Fine-Grained Instance-Level Sketch-Based Video Retrieval

Peng Xu,Kun Liu,Tao Xiang,Timothy M. Hospedales,Zhanyu Ma,Jun Guo,Yi-Zhe Song
DOI: https://doi.org/10.1109/tcsvt.2020.3014491
IF: 5.859
2021-05-01
IEEE Transactions on Circuits and Systems for Video Technology
Abstract:Existing sketch-analysis work studies sketches depicting static objects or scenes. In this work, we propose a novel cross-modal retrieval problem of fine-grained instance-level sketch-based video retrieval (FG-SBVR), where a sketch sequence is used as a query to retrieve a specific target video instance. Compared with sketch-based still image retrieval, and coarse-grained category-level video retrieval, this is more challenging as both visual appearance and motion need to be simultaneously matched at a fine-grained level. We contribute the first FG-SBVR dataset with rich annotations. We then introduce a novel multi-stream multi-modality deep network to perform FG-SBVR under both strong and weakly supervised settings. The key component of the network is a relation module, designed to prevent model overfitting given scarce training data. We show that this model significantly outperforms a number of existing state-of-the-art models designed for video analysis.
engineering, electrical & electronic
What problem does this paper attempt to address?

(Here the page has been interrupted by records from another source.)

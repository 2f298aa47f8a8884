//! macOS Mount CLI - Command line interface for disk listing and mounting.
//!
//! Wraps the core scan pipeline and action dispatcher: list disks with
//! their classified mount state, mount/unmount volumes (with an automatic
//! elevated-privilege retry), reveal mount points in Finder, and re-run a
//! timed-out detail fetch in a Terminal window.

mod render;

use clap::{Parser, Subcommand};
use macos_mount_core::disk::{DISKUTIL, DiskRecord};
use macos_mount_core::executor::{CommandRunner, SystemRunner};
use macos_mount_core::notify::{Feedback, FeedbackStyle, Notifier};
use macos_mount_core::terminal::MacTerminal;
use macos_mount_core::{Result, mount, section};
use tracing_subscriber::EnvFilter;

/// macOS mount CLI tool.
#[derive(Parser)]
#[command(name = "macos-mount-cli")]
#[command(about = "List, mount, and unmount disks via diskutil", long_about = None)]
struct Cli {
    /// Use sudo for privileged retries instead of the GUI credential prompt.
    #[arg(long, global = true)]
    sudo: bool,

    #[command(subcommand)]
    command: Commands,
}

#[derive(Subcommand)]
enum Commands {
    /// Scan all disks and print them grouped by section.
    List {
        /// Emit the scan result as JSON.
        #[arg(long)]
        json: bool,
    },
    /// Print one disk's detail report and classification.
    Info { identifier: String },
    /// Mount a volume, or every volume of a whole disk.
    Mount { identifier: String },
    /// Unmount a volume, or every volume of a whole disk.
    Unmount { identifier: String },
    /// Open a mounted volume in Finder.
    Reveal { identifier: String },
    /// Re-run the detail fetch in a Terminal window (no deadline).
    Retry { identifier: String },
}

/// Renders feedback notifications on the console.
struct ConsoleNotifier;

impl Notifier for ConsoleNotifier {
    fn notify(&self, feedback: Feedback) {
        let message = feedback.message.as_deref().unwrap_or_default();
        match feedback.style {
            FeedbackStyle::Success => println!("{}", feedback.title),
            FeedbackStyle::Failure => eprintln!("{}: {}", feedback.title, message),
            FeedbackStyle::Progress => eprintln!("{}...", feedback.title),
        }
    }
}

#[tokio::main(flavor = "current_thread")]
async fn main() {
    tracing_subscriber::fmt()
        .with_env_filter(EnvFilter::try_from_default_env().unwrap_or_else(|_| EnvFilter::new("warn")))
        .with_writer(std::io::stderr)
        .init();

    let cli = Cli::parse();
    let runner = if cli.sudo {
        SystemRunner::with_sudo()
    } else {
        SystemRunner::with_osascript()
    };

    std::process::exit(run(cli.command, &runner).await);
}

async fn run(command: Commands, runner: &SystemRunner) -> i32 {
    let notifier = ConsoleNotifier;

    match command {
        Commands::List { json } => match section::scan(runner).await {
            Ok(sections) => {
                if json {
                    match serde_json::to_string_pretty(&sections) {
                        Ok(text) => println!("{text}"),
                        Err(error) => {
                            eprintln!("Failed to encode scan result: {error}");
                            return 1;
                        }
                    }
                } else {
                    render::print_sections(&sections);
                }
                0
            }
            Err(error) => {
                tracing::error!(%error, "scan failed");
                eprintln!("Failed to fetch disks: {error}");
                1
            }
        },

        Commands::Info { identifier } => match lookup(runner, &identifier).await {
            Ok(Some(record)) => {
                render::print_record(&record);
                0
            }
            other => missing_or_failed(other, &identifier),
        },

        Commands::Mount { identifier } => match lookup(runner, &identifier).await {
            Ok(Some(record)) => {
                let outcome = mount::mount(&record, runner, &notifier).await;
                after_action(outcome, runner, &identifier).await
            }
            other => missing_or_failed(other, &identifier),
        },

        Commands::Unmount { identifier } => match lookup(runner, &identifier).await {
            Ok(Some(record)) => {
                let outcome = mount::unmount(&record, runner, &notifier).await;
                after_action(outcome, runner, &identifier).await
            }
            other => missing_or_failed(other, &identifier),
        },

        Commands::Reveal { identifier } => match lookup(runner, &identifier).await {
            Ok(Some(record)) => {
                let outcome = mount::reveal(&record, runner, &notifier).await;
                if outcome.is_success() { 0 } else { 1 }
            }
            other => missing_or_failed(other, &identifier),
        },

        Commands::Retry { identifier } => match lookup(runner, &identifier).await {
            Ok(Some(record)) => {
                let outcome = mount::retry_in_terminal(&record, &MacTerminal, &notifier);
                if outcome.is_success() { 0 } else { 1 }
            }
            other => missing_or_failed(other, &identifier),
        },
    }
}

/// Finds one record by identifier and initializes it.
///
/// Parses the listing without initializing every disk; only the matching
/// record pays for a detail fetch.
async fn lookup(runner: &dyn CommandRunner, identifier: &str) -> Result<Option<DiskRecord>> {
    let raw = runner.run(DISKUTIL, &["list"]).await?;
    let record = section::DiskSection::split_from_listing(&raw)
        .into_iter()
        .flat_map(|section| section.disks)
        .find(|disk| disk.identifier == identifier);

    match record {
        Some(record) => Ok(Some(record.init(runner).await)),
        None => Ok(None),
    }
}

/// After a successful mount/unmount, re-fetch the record and show its new
/// state; the dispatcher itself never refreshes.
async fn after_action(outcome: Feedback, runner: &dyn CommandRunner, identifier: &str) -> i32 {
    if !outcome.is_success() {
        return 1;
    }
    match lookup(runner, identifier).await {
        Ok(Some(record)) => {
            println!("{}", render::summary_line(&record));
            0
        }
        Ok(None) => 0,
        Err(error) => {
            eprintln!("Failed to fetch disks: {error}");
            1
        }
    }
}

fn missing_or_failed(result: Result<Option<DiskRecord>>, identifier: &str) -> i32 {
    match result {
        // Found records are handled at the call site; Ok here means no match.
        Ok(_) => {
            eprintln!("No such disk: {identifier}");
            1
        }
        Err(error) => {
            eprintln!("Failed to fetch disks: {error}");
            1
        }
    }
}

The problem that this paper attempts to address is Fine-Grained Instance-Level Sketch-Based Video Retrieval (FG-SBVR). Specifically, the paper aims to use sketch sequences as queries to retrieve specific target video instances. This is more challenging than existing sketch-based static image retrieval or coarse-grained category-level video retrieval because it requires matching both visual appearance and motion information at a fine-grained level. The main contributions of the paper include: 1. Proposing a novel fine-grained instance-level sketch-based video retrieval problem. 2. Contributing the first FG-SBVR dataset with rich annotations, which includes 1,448 sketches corresponding to 528 figure skating video clips. 3. Introducing a novel multi-stream multi-modal deep network to address the FG-SBVR problem, and studying it under both strong supervision and weak supervision settings. 4. Designing a relational module to prevent model overfitting and to effectively train the model even in the case of data scarcity. Through these efforts, the paper significantly enhances the performance of existing technologies in the field of video analysis.